_Your objective_.
Give the number of lines below that contain "cancelled", with no other output.

_Study material_.

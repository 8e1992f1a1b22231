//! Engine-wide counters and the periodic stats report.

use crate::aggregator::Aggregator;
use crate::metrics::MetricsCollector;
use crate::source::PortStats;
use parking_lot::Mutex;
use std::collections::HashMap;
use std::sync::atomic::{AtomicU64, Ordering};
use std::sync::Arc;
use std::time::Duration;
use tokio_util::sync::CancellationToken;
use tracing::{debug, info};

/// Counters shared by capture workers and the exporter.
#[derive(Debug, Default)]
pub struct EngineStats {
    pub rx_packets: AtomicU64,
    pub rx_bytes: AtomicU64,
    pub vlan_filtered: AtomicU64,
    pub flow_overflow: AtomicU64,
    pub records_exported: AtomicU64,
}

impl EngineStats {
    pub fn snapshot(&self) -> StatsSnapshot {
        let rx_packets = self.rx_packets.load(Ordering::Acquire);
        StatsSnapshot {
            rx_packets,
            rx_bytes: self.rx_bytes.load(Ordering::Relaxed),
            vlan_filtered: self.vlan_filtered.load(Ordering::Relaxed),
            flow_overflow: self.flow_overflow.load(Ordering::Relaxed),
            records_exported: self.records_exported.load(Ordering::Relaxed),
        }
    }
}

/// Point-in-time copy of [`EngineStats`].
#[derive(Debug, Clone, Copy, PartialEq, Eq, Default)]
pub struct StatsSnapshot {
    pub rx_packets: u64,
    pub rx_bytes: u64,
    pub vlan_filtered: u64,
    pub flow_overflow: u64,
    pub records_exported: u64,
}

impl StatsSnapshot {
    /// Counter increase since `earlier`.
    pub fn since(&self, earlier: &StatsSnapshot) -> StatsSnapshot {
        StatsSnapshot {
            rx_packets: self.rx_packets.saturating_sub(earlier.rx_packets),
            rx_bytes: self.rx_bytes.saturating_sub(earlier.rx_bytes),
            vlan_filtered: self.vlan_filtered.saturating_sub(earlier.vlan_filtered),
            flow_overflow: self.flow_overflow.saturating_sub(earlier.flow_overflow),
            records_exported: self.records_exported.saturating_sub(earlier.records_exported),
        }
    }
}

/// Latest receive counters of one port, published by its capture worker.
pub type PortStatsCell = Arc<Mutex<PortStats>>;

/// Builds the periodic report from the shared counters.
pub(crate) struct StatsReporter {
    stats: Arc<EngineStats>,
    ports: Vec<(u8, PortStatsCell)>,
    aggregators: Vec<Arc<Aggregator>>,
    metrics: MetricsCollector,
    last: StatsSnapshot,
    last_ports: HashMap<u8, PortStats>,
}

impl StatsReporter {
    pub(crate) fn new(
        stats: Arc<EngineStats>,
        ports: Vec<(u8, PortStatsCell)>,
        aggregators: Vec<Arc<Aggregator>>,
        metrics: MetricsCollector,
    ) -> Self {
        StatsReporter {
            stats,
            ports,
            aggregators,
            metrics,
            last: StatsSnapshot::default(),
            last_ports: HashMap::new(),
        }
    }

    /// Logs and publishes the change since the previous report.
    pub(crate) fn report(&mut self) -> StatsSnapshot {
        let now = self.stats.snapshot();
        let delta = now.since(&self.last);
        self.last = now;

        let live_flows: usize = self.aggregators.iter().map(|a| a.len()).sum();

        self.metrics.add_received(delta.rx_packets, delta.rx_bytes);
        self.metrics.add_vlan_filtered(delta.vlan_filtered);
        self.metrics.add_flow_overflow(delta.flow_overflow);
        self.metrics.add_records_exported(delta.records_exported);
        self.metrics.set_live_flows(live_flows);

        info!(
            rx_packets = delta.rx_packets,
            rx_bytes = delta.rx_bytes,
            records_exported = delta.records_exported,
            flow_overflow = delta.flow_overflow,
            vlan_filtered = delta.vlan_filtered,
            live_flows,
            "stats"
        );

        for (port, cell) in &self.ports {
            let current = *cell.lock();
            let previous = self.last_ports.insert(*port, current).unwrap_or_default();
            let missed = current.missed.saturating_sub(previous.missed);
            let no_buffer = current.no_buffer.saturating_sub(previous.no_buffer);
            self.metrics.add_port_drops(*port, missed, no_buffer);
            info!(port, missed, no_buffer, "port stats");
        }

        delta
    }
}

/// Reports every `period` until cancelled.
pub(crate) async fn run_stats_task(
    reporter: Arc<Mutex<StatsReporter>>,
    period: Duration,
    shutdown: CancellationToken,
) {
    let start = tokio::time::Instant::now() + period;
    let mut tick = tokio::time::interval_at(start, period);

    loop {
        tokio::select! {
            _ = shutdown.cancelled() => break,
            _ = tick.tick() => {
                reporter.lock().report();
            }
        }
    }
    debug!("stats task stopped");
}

_Solution for this problem_.
2